Copyright Mediation Services FAQs
What types of copyright disputes are appropriate for mediation?
Copyright mediation is ideal for disputes involving ownership, infringement, licensing breakdowns, authorship disagreements, derivative works, creative collaborations, and digital content (images, video, audio, software, and online content). Mediation helps resolve disputes quickly and privately without escalating to litigation.
How does copyright mediation differ from a copyright lawsuit?
Mediation is faster, confidential, and more business-focused. Instead of rigid court outcomes, parties can negotiate practical solutions like licenses, attribution agreements, royalty structures, or content modifications. Litigation is public and expensive; mediation is efficient and controlled.
Do I need to remove the allegedly infringing content before mediation?
Not always. In many cases, removing the content prevents further disputes, but some parties prefer to discuss options—such as temporary licenses or replacement content—during mediation before making changes.
Can mediation resolve disputes about ownership or authorship?
Yes. Ownership and authorship disagreements are among the most common issues in copyright mediation. The mediator helps parties evaluate contributions, agreements, and expectations to reach a fair and sustainable resolution.
What if my dispute involves licensing or royalty misunderstandings?
Mediation is an excellent way to fix unclear or outdated license agreements, adjust royalty terms, renegotiate rights, or resolve disputes involving contract interpretation.
Can mediation address disputes involving derivative works or adaptations?
Absolutely. Questions about sequels, adaptations, spin-offs, modifications, or derivative rights (including AI-generated content) can be handled effectively in mediation.
Is mediation helpful for online copyright disputes?
Yes—especially for content used on websites, social media, e-commerce platforms, advertising, or blogs. Mediation provides a controlled way to address takedowns, attribution, retroactive licenses, or settlement of infringement demands.

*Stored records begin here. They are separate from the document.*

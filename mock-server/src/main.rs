use tokio::net::TcpListener;
use tracing_subscriber::EnvFilter;

#[tokio::main]
async fn main() -> Result<(), std::io::Error> {
    tracing_subscriber::fmt()
        .with_env_filter(EnvFilter::try_from_default_env().unwrap_or_else(|_| EnvFilter::new("info")))
        .init();

    let port = std::env::var("PORT").unwrap_or_else(|_| "8080".to_string());
    let addr = format!("127.0.0.1:{port}");
    let listener = TcpListener::bind(&addr).await?;
    tracing::info!(%addr, "listening");
    mock_server::run(listener).await
}
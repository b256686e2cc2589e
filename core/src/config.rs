//! Client settings read from the environment.

use std::time::Duration;

use crate::error::ApiError;

pub const BASE_URL_VAR: &str = "ACCOUNTS_API_URL";
pub const TIMEOUT_VAR: &str = "ACCOUNTS_API_TIMEOUT_SECS";

const DEFAULT_BASE_URL: &str = "http://localhost:8080";
const DEFAULT_TIMEOUT_SECS: u64 = 10;

#[derive(Debug, Clone, PartialEq, Eq)]
pub struct ClientConfig {
    pub base_url: String,
    /// Whole-request timeout. `None` disables it.
    pub timeout: Option<Duration>,
}

impl Default for ClientConfig {
    fn default() -> Self {
        Self {
            base_url: DEFAULT_BASE_URL.to_string(),
            timeout: Some(Duration::from_secs(DEFAULT_TIMEOUT_SECS)),
        }
    }
}

impl ClientConfig {
    pub fn new(base_url: impl Into<String>, timeout: Option<Duration>) -> Self {
        Self {
            base_url: base_url.into(),
            timeout,
        }
    }

    /// Read `ACCOUNTS_API_URL` and `ACCOUNTS_API_TIMEOUT_SECS`, falling back to defaults.
    pub fn from_env() -> Result<Self, ApiError> {
        Self::from_lookup(|key| std::env::var(key).ok())
    }

    fn from_lookup(lookup: impl Fn(&str) -> Option<String>) -> Result<Self, ApiError> {
        let defaults = Self::default();
        let base_url = lookup(BASE_URL_VAR).unwrap_or(defaults.base_url);
        let timeout = match lookup(TIMEOUT_VAR) {
            None => defaults.timeout,
            Some(raw) => parse_timeout(&raw)?,
        };
        Ok(Self { base_url, timeout })
    }
}

/// `0` disables the timeout.
fn parse_timeout(raw: &str) -> Result<Option<Duration>, ApiError> {
    let secs: u64 = raw
        .trim()
        .parse()
        .map_err(|e| ApiError::InvalidConfig(format!("{TIMEOUT_VAR}={raw:?}: {e}")))?;
    Ok((secs > 0).then(|| Duration::from_secs(secs)))
}
//! Stateless HTTP request builder and response parser for the accounts API.
//!
//! # Design
//! `AccountClient` holds only a validated `base_url` and carries no mutable
//! state between calls. Each operation is split into a `build_*` method that
//! produces an `HttpRequest` and a `parse_*` method that consumes an
//! `HttpResponse`. [`AccountApi`](crate::AccountApi) glues the two halves
//! to a transport.

use std::collections::BTreeMap;

use serde::de::DeserializeOwned;

use crate::error::ApiError;
use crate::http::{HttpMethod, HttpRequest, HttpResponse};
use crate::types::{Account, AccountData, AccountsData, HealthStatus};
use crate::url_builder::{build_url, encode_segment, validate_base_url, Filters};

const HEALTH_PATH: &str = "/v1/health";
const ACCOUNTS_PATH: &str = "/v1/organisation/accounts";
const APPLICATION_JSON: &str = "application/json";
const HEALTHY_STATUS: &str = "up";

/// Synchronous, stateless client for the accounts API.
///
/// Builds `HttpRequest` values and parses `HttpResponse` values without
/// touching the network.
#[derive(Debug, Clone)]
pub struct AccountClient {
    base_url: String,
}

impl AccountClient {
    /// Fails fast on an empty or non-absolute URL, or one that carries a query
    /// or fragment. The stored base is normalised with trailing slashes stripped.
    pub fn new(base_url: &str) -> Result<Self, ApiError> {
        Ok(Self {
            base_url: validate_base_url(base_url)?,
        })
    }

    pub fn base_url(&self) -> &str {
        &self.base_url
    }

    pub fn build_health_check(&self) -> HttpRequest {
        self.request(HttpMethod::Get, HEALTH_PATH.to_string(), &BTreeMap::new())
    }

    pub fn build_list_accounts(&self, filters: &Filters) -> HttpRequest {
        self.request(HttpMethod::Get, ACCOUNTS_PATH.to_string(), filters)
    }

    pub fn build_get_account(&self, id: &str) -> HttpRequest {
        self.request(HttpMethod::Get, account_path(id), &BTreeMap::new())
    }

    pub fn build_create_account(&self, input: &AccountData) -> Result<HttpRequest, ApiError> {
        let body = serde_json::to_string(input).map_err(ApiError::SerializationError)?;
        let mut request = self.request(HttpMethod::Post, ACCOUNTS_PATH.to_string(), &BTreeMap::new());
        request.headers.push(("content-type".to_string(), APPLICATION_JSON.to_string()));
        request.body = Some(body);
        Ok(request)
    }

    pub fn build_delete_account(&self, id: &str, version: i64) -> HttpRequest {
        let query = BTreeMap::from([("version".to_string(), version.to_string())]);
        self.request(HttpMethod::Delete, account_path(id), &query)
    }

    /// Succeeds only when the body decodes and its status is `up`.
    pub fn parse_health_check(&self, response: HttpResponse) -> Result<(), ApiError> {
        let health: HealthStatus = match serde_json::from_str(&response.body) {
            Ok(health) => health,
            Err(_) if !is_success(response.status) => {
                return Err(ApiError::HttpError {
                    status: response.status,
                    body: response.body,
                })
            }
            Err(e) => return Err(ApiError::DeserializationError(e)),
        };
        if health.status != HEALTHY_STATUS {
            return Err(ApiError::Unhealthy { status: health.status });
        }
        Ok(())
    }

    pub fn parse_list_accounts(&self, response: HttpResponse) -> Result<Vec<Account>, ApiError> {
        check_status(&response, &[200])?;
        let envelope: AccountsData = decode(&response)?;
        Ok(envelope.data)
    }

    pub fn parse_get_account(&self, response: HttpResponse) -> Result<Account, ApiError> {
        check_status(&response, &[200])?;
        let envelope: AccountData = decode(&response)?;
        Ok(envelope.data)
    }

    pub fn parse_create_account(&self, response: HttpResponse) -> Result<Account, ApiError> {
        check_status(&response, &[201])?;
        let envelope: AccountData = decode(&response)?;
        Ok(envelope.data)
    }

    /// 204 is what the API documents; 200 is accepted too.
    pub fn parse_delete_account(&self, response: HttpResponse) -> Result<(), ApiError> {
        check_status(&response, &[204, 200])
    }

    fn request(&self, method: HttpMethod, path: String, query: &BTreeMap<String, String>) -> HttpRequest {
        HttpRequest {
            method,
            url: build_url(&self.base_url, &path, query),
            headers: Vec::new(),
            body: None,
        }
    }
}

fn account_path(id: &str) -> String {
    format!("{ACCOUNTS_PATH}/{}", encode_segment(id))
}

fn is_success(status: u16) -> bool {
    (200..300).contains(&status)
}

fn decode<T: DeserializeOwned>(response: &HttpResponse) -> Result<T, ApiError> {
    serde_json::from_str(&response.body).map_err(ApiError::DeserializationError)
}

/// Map anything outside `expected` to the appropriate `ApiError` variant.
fn check_status(response: &HttpResponse, expected: &[u16]) -> Result<(), ApiError> {
    if expected.contains(&response.status) {
        return Ok(());
    }
    let body = response.body.clone();
    Err(match response.status {
        404 => ApiError::NotFound { body },
        409 => ApiError::Conflict { body },
        status => ApiError::HttpError { status, body },
    })
}

#[cfg(test)]
mod tests {
    use super::*;
    use crate::types::AccountAttributes;

    const ID: &str = "0d209d7f-d07a-4542-947f-5885fddddae7";
    const ACCOUNT_JSON: &str = r#"{"attributes":{"alternative_names":null,"country":"GB","name":[]},"created_on":"2022-10-19T09:03:08.334Z","id":"0d209d7f-d07a-4542-947f-5885fddddae7","modified_on":"2022-10-19T09:03:08.334Z","organisation_id":"ba61483c-d5c5-4f50-ae81-6b8c039bea43","type":"accounts","version":0}"#;

    fn client() -> AccountClient {
        AccountClient::new("http://localhost:8080").unwrap()
    }

    fn gb_payload(id: &str) -> AccountData {
        AccountData {
            data: Account::new(
                id,
                id,
                AccountAttributes {
                    country: Some("GB".to_string()),
                    ..Default::default()
                },
            ),
        }
    }

    #[test]
    fn new_rejects_empty_and_relative_urls() {
        assert!(matches!(AccountClient::new(""), Err(ApiError::EmptyBaseUrl)));
        assert!(matches!(AccountClient::new("test"), Err(ApiError::InvalidBaseUrl { .. })));
    }

    #[test]
    fn trailing_slash_is_stripped() {
        let client = AccountClient::new("http://localhost:8080/").unwrap();
        assert_eq!(client.base_url(), "http://localhost:8080");
        let req = client.build_list_accounts(&Filters::new());
        assert_eq!(req.url, "http://localhost:8080/v1/organisation/accounts");
    }

    #[test]
    fn request_urls_are_built_from_the_normalised_base() {
        let client = AccountClient::new("http:localhost:8080").unwrap();
        assert_eq!(client.build_health_check().url, "http://localhost:8080/v1/health");

        for base in ["http://local\thost:8080", "http://h:8080?x=1", "http://h:8080#frag"] {
            let err = AccountClient::new(base).unwrap_err();
            assert!(matches!(err, ApiError::InvalidBaseUrl { .. }), "{base:?}: got {err:?}");
        }
    }

    #[test]
    fn build_health_check_produces_correct_request() {
        let req = client().build_health_check();
        assert_eq!(req.method, HttpMethod::Get);
        assert_eq!(req.url, "http://localhost:8080/v1/health");
        assert!(req.body.is_none());
        assert!(req.headers.is_empty());
    }

    #[test]
    fn build_list_accounts_appends_sorted_filters() {
        let filters = Filters::from([
            ("filter[country]".to_string(), "GB".to_string()),
            ("filter[bank_id]".to_string(), "400300".to_string()),
        ]);
        let req = client().build_list_accounts(&filters);
        assert_eq!(req.method, HttpMethod::Get);
        assert_eq!(
            req.url,
            "http://localhost:8080/v1/organisation/accounts?filter%5Bbank_id%5D=400300&filter%5Bcountry%5D=GB"
        );
    }

    #[test]
    fn build_get_account_produces_correct_request() {
        let req = client().build_get_account(ID);
        assert_eq!(req.method, HttpMethod::Get);
        assert_eq!(req.url, format!("http://localhost:8080/v1/organisation/accounts/{ID}"));
        assert!(req.body.is_none());
    }

    #[test]
    fn build_create_account_produces_correct_request() {
        let req = client().build_create_account(&gb_payload(ID)).unwrap();
        assert_eq!(req.method, HttpMethod::Post);
        assert_eq!(req.url, "http://localhost:8080/v1/organisation/accounts");
        assert_eq!(
            req.headers,
            vec![("content-type".to_string(), "application/json".to_string())]
        );
        let body: serde_json::Value = serde_json::from_str(req.body.as_deref().unwrap()).unwrap();
        assert_eq!(body["data"]["id"], ID);
        assert_eq!(body["data"]["type"], "accounts");
        assert_eq!(body["data"]["attributes"]["country"], "GB");
    }

    #[test]
    fn build_delete_account_carries_version() {
        let req = client().build_delete_account(ID, 3);
        assert_eq!(req.method, HttpMethod::Delete);
        assert_eq!(
            req.url,
            format!("http://localhost:8080/v1/organisation/accounts/{ID}?version=3")
        );
        assert!(req.body.is_none());
    }

    #[test]
    fn parse_health_check_up() {
        assert!(client().parse_health_check(HttpResponse::new(200, r#"{"status":"up"}"#)).is_ok());
    }

    #[test]
    fn parse_health_check_down() {
        let err = client()
            .parse_health_check(HttpResponse::new(200, r#"{"status":"down"}"#))
            .unwrap_err();
        assert!(matches!(err, ApiError::Unhealthy { ref status } if status == "down"));
    }

    #[test]
    fn parse_health_check_bad_json() {
        let err = client().parse_health_check(HttpResponse::new(200, "nope")).unwrap_err();
        assert!(matches!(err, ApiError::DeserializationError(_)));

        let err = client().parse_health_check(HttpResponse::new(502, "bad gateway")).unwrap_err();
        assert!(matches!(err, ApiError::HttpError { status: 502, .. }));
    }

    #[test]
    fn parse_list_accounts_success() {
        let body = format!(r#"{{"data":[{ACCOUNT_JSON},{}]}}"#, ACCOUNT_JSON.replace("dae7", "dae8"));
        let accounts = client().parse_list_accounts(HttpResponse::new(200, body)).unwrap();
        assert_eq!(accounts.len(), 2);
        assert_eq!(accounts[0].id, ID);
        assert_eq!(accounts[1].id, "0d209d7f-d07a-4542-947f-5885fddddae8");
    }

    #[test]
    fn parse_list_accounts_error_keeps_body() {
        let err = client()
            .parse_list_accounts(HttpResponse::new(500, "internal error"))
            .unwrap_err();
        assert!(matches!(err, ApiError::HttpError { status: 500, ref body } if body == "internal error"));
    }

    #[test]
    fn parse_list_accounts_bad_json() {
        let err = client().parse_list_accounts(HttpResponse::new(200, "not json")).unwrap_err();
        assert!(matches!(err, ApiError::DeserializationError(_)));
    }

    #[test]
    fn parse_get_account_success() {
        let account = client()
            .parse_get_account(HttpResponse::new(200, format!(r#"{{"data":{ACCOUNT_JSON}}}"#)))
            .unwrap();
        assert_eq!(account.id, ID);
        assert_eq!(account.attributes.unwrap().country.as_deref(), Some("GB"));
    }

    #[test]
    fn parse_get_account_tolerates_null_name() {
        let body = format!(r#"{{"data":{}}}"#, ACCOUNT_JSON.replace(r#""name":[]"#, r#""name":null"#));
        let account = client().parse_get_account(HttpResponse::new(200, body)).unwrap();
        assert_eq!(account.id, ID);
        assert!(account.attributes.unwrap().name.is_empty());
    }

    #[test]
    fn parse_get_account_not_found() {
        let body = r#"{"error_message":"record 0d209d7f-d07a-4542-947f-5885fddddae7 does not exist"}"#;
        let err = client().parse_get_account(HttpResponse::new(404, body)).unwrap_err();
        assert!(matches!(err, ApiError::NotFound { body: ref b } if b == body));
    }

    #[test]
    fn parse_create_account_success() {
        let account = client()
            .parse_create_account(HttpResponse::new(201, format!(r#"{{"data":{ACCOUNT_JSON}}}"#)))
            .unwrap();
        assert_eq!(account.id, ID);
    }

    #[test]
    fn parse_create_account_requires_201() {
        let err = client()
            .parse_create_account(HttpResponse::new(200, format!(r#"{{"data":{ACCOUNT_JSON}}}"#)))
            .unwrap_err();
        assert!(matches!(err, ApiError::HttpError { status: 200, .. }));
    }

    #[test]
    fn parse_create_account_duplicate() {
        let err = client()
            .parse_create_account(HttpResponse::new(409, "duplicate"))
            .unwrap_err();
        assert!(matches!(err, ApiError::Conflict { .. }));
    }

    #[test]
    fn parse_delete_account_accepts_204_and_200() {
        assert!(client().parse_delete_account(HttpResponse::new(204, "")).is_ok());
        assert!(client().parse_delete_account(HttpResponse::new(200, "")).is_ok());
    }

    #[test]
    fn parse_delete_account_bad_request() {
        let err = client()
            .parse_delete_account(HttpResponse::new(400, "invalid version number"))
            .unwrap_err();
        assert!(matches!(err, ApiError::HttpError { status: 400, .. }));
    }

    #[test]
    fn parse_delete_account_stale_version() {
        let err = client()
            .parse_delete_account(HttpResponse::new(409, "invalid version"))
            .unwrap_err();
        assert!(matches!(err, ApiError::Conflict { .. }));
    }
}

How long does copyright mediation take?
Most disputes resolve in a half-day or full-day session. More complex disputes—such as multi-creator projects or licensing disagreements—may require two sessions.

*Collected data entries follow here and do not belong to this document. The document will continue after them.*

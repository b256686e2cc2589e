//! Synchronous client for the accounts REST API.
//!
//! # Overview
//! `AccountClient` builds `HttpRequest` values and parses `HttpResponse`
//! values without touching the network. A `Transport` executes the round
//! trip; `AccountApi` pairs the two. `AccountService` sits on top and
//! validates accounts before they are created.
//!
//! # Design
//! - `AccountClient` is stateless; it holds only the validated `base_url`.
//! - Every operation is split into `build_*` and `parse_*`, so the I/O
//!   boundary is explicit and the mapping is testable with literal responses.
//! - `AccountOperations` is the seam between the service and whatever talks
//!   to the API. There is no global instance; callers construct and inject.
//! - DTOs are defined independently from the mock-server crate; integration
//!   tests catch schema drift.
//!
//! ```no_run
//! use accounts_core::{AccountApi, AccountService, ClientConfig, Filters};
//!
//! let api = AccountApi::from_config(&ClientConfig::from_env()?)?;
//! let service = AccountService::new(api);
//! service.is_healthy()?;
//! let accounts = service.get_accounts(&Filters::new())?;
//! # Ok::<(), accounts_core::ApiError>(())
//! ```

pub mod api;
pub mod client;
pub mod config;
pub mod error;
pub mod http;
pub mod service;
pub mod transport;
pub mod types;
pub mod url_builder;
pub mod validation;

pub use api::AccountApi;
pub use client::AccountClient;
pub use config::ClientConfig;
pub use error::ApiError;
pub use http::{HttpMethod, HttpRequest, HttpResponse};
pub use service::{AccountOperations, AccountService};
pub use transport::{Transport, UreqTransport};
pub use types::{Account, AccountAttributes, AccountData, AccountsData, HealthStatus, ACCOUNT_TYPE};
pub use url_builder::Filters;
pub use validation::{validate_account, ValidationError, SUPPORTED_COUNTRIES};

What should I bring to mediation?
Helpful materials include copies of the work(s) at issue, versions or drafts, contracts or licenses, publication history, and any communications relevant to the dispute. Don’t worry if you don’t have everything—the mediator will guide what’s needed.
Do we need attorneys at mediation?
It’s strongly recommended. Copyright law carries long-term implications for ownership, licensing, and future rights. Your lawyer helps protect your interests and ensures agreements are enforceable.

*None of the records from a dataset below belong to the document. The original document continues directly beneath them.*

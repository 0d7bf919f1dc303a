//! Isotropic sizing field attached to mesh points.
//!
//! The kernel only needs three things from a metric: a value for every point
//! it inserts, and the ability to follow points when compaction renumbers
//! them. [`MetricField`] captures that; [`NoMetric`] stands in when no field
//! is attached.

use crate::error::{MeshError, Result};
use crate::mesh::{Element, PointId, SimplexMesh};

/// A per-point field carried along by mesh modifications.
pub trait MetricField {
    /// Whether a field is actually attached.
    fn is_attached(&self) -> bool {
        true
    }

    /// Set the value at `target` by interpolating between `a` and `b` at
    /// parameter `s` (0 gives `a`, 1 gives `b`).
    fn interpolate(&mut self, a: PointId, b: PointId, target: PointId, s: f64);

    /// Move the value of `from` to `to` during compaction. `to <= from`.
    fn relocate(&mut self, from: PointId, to: PointId);

    /// Drop every value above `count` once compaction is done.
    fn truncate(&mut self, count: usize);
}

/// The absent metric.
#[derive(Debug, Clone, Copy, Default)]
pub struct NoMetric;

impl MetricField for NoMetric {
    fn is_attached(&self) -> bool {
        false
    }

    fn interpolate(&mut self, _a: PointId, _b: PointId, _target: PointId, _s: f64) {}

    fn relocate(&mut self, _from: PointId, _to: PointId) {}

    fn truncate(&mut self, _count: usize) {}
}

/// Scalar (isotropic) size prescribed at each point.
#[derive(Debug, Clone, PartialEq)]
pub struct Metric {
    /// Indexed by point slot; slot 0 is unused. `None` marks a slot without
    /// a size.
    values: Vec<Option<f64>>,
}

impl Metric {
    /// Build a metric from one size per point, in point order.
    ///
    /// # Errors
    /// [`MeshError::InvalidParameter`] if a size is not positive and finite.
    pub fn from_values(values: &[f64]) -> Result<Self> {
        if let Some(&bad) = values.iter().find(|v| !(v.is_finite() && **v > 0.0)) {
            return Err(MeshError::invalid_param("size", bad, "must be positive"));
        }
        let mut slots = Vec::with_capacity(values.len() + 1);
        slots.push(None);
        slots.extend(values.iter().copied().map(Some));
        Ok(Self { values: slots })
    }

    /// Build a metric from raw solution data with `size` components per
    /// point. Only scalar fields are supported.
    ///
    /// # Errors
    /// [`MeshError::AnisotropicMetric`] if `size != 1`.
    pub fn from_components(data: &[f64], size: usize) -> Result<Self> {
        if size != 1 {
            return Err(MeshError::AnisotropicMetric { size });
        }
        Self::from_values(data)
    }

    /// Build a metric for `mesh`, checking that there is one size per point
    /// slot in use.
    ///
    /// # Errors
    /// [`MeshError::MetricSizeMismatch`] on a count mismatch.
    pub fn for_mesh<E: Element>(mesh: &SimplexMesh<E>, values: &[f64]) -> Result<Self> {
        let expected = mesh.points().count();
        if values.len() != expected {
            return Err(MeshError::MetricSizeMismatch {
                expected,
                actual: values.len(),
            });
        }
        Self::from_values(values)
    }

    /// Uniform size on `count` points.
    pub fn uniform(count: usize, size: f64) -> Result<Self> {
        Self::from_values(&vec![size; count])
    }

    /// Size at a point.
    #[inline]
    pub fn get(&self, p: PointId) -> Option<f64> {
        self.values.get(p.index()).copied().flatten()
    }

    /// Set the size at a point, extending the field if needed. Slots skipped
    /// over by the extension stay without a size.
    pub fn set(&mut self, p: PointId, size: f64) {
        self.store(p, Some(size));
    }

    fn store(&mut self, p: PointId, size: Option<f64>) {
        if p.index() >= self.values.len() {
            if size.is_none() {
                return;
            }
            self.values.resize(p.index() + 1, None);
        }
        self.values[p.index()] = size;
    }

    /// Number of point slots covered.
    #[inline]
    pub fn len(&self) -> usize {
        self.values.len() - 1
    }

    /// Whether no point is covered.
    #[inline]
    pub fn is_empty(&self) -> bool {
        self.len() == 0
    }
}

impl MetricField for Metric {
    fn interpolate(&mut self, a: PointId, b: PointId, target: PointId, s: f64) {
        let (Some(ma), Some(mb)) = (self.get(a), self.get(b)) else {
            log::warn!("no size at {a:?} or {b:?}, {target:?} left without one");
            return;
        };
        self.set(target, (1.0 - s) * ma + s * mb);
    }

    fn relocate(&mut self, from: PointId, to: PointId) {
        let value = self.get(from);
        self.store(to, value);
    }

    fn truncate(&mut self, count: usize) {
        self.values.truncate(count + 1);
    }
}

#[cfg(test)]
mod tests {
    use super::*;

    fn p(i: usize) -> PointId {
        PointId::new(i)
    }

    #[test]
    fn test_interpolate_midpoint() {
        let mut metric = Metric::from_values(&[1.0, 3.0]).unwrap();
        metric.interpolate(p(1), p(2), p(5), 0.5);
        assert_eq!(metric.get(p(5)), Some(2.0));
        assert_eq!(metric.len(), 5);
    }

    #[test]
    fn test_relocate_and_truncate() {
        let mut metric = Metric::from_values(&[1.0, 2.0, 3.0]).unwrap();
        metric.relocate(p(3), p(2));
        metric.truncate(2);
        assert_eq!(metric.get(p(2)), Some(3.0));
        assert_eq!(metric.get(p(3)), None);
    }

    #[test]
    fn test_missing_endpoint_is_not_interpolated() {
        let mut metric = Metric::from_values(&[1.0, 3.0]).unwrap();
        metric.interpolate(p(1), p(4), p(6), 0.5);
        assert_eq!(metric.get(p(6)), None);
        assert_eq!(metric.len(), 2);

        metric.set(p(5), 2.0);
        // The gap left by the extension has no size.
        assert_eq!(metric.get(p(3)), None);
        metric.interpolate(p(3), p(5), p(6), 0.5);
        assert_eq!(metric.get(p(6)), None);
        metric.interpolate(p(2), p(5), p(6), 0.5);
        assert_eq!(metric.get(p(6)), Some(2.5));
    }

    #[test]
    fn test_relocate_from_a_gap_clears_the_target() {
        let mut metric = Metric::from_values(&[1.0, 2.0]).unwrap();
        metric.set(p(4), 4.0);
        metric.relocate(p(3), p(2));
        metric.relocate(p(4), p(3));
        metric.truncate(3);
        assert_eq!(metric.get(p(2)), None);
        assert_eq!(metric.get(p(3)), Some(4.0));
    }

    #[test]
    fn test_rejects_anisotropic_and_invalid() {
        assert_eq!(
            Metric::from_components(&[1.0, 0.0, 1.0], 3).unwrap_err(),
            MeshError::AnisotropicMetric { size: 3 }
        );
        assert!(Metric::from_values(&[1.0, -2.0]).is_err());
        assert!(Metric::from_components(&[0.5], 1).is_ok());
    }

    #[test]
    fn test_no_metric_is_detached() {
        let mut none = NoMetric;
        assert!(!none.is_attached());
        none.interpolate(p(1), p(2), p(3), 0.5);
    }
}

What outcomes are common in copyright mediation?
Typical outcomes include settlement agreements, revised licenses, royalty agreements, attribution requirements, takedown commitments, joint authorship or ownership agreements, revenue-sharing structures, or payment-based settlements.
Is copyright mediation confidential?
Yes. Mediation is private and confidential. Disclosures made during the process cannot be used in court, which protects sensitive creative, financial, and business information.
What happens if we don't reach an agreement?
Nothing is lost. The case continues down its normal path, and neither party gives up legal rights. Many disputes that don’t fully settle in mediation still narrow significantly, simplifying any future litigation.
Is mediation effective if one party is emotional about the work?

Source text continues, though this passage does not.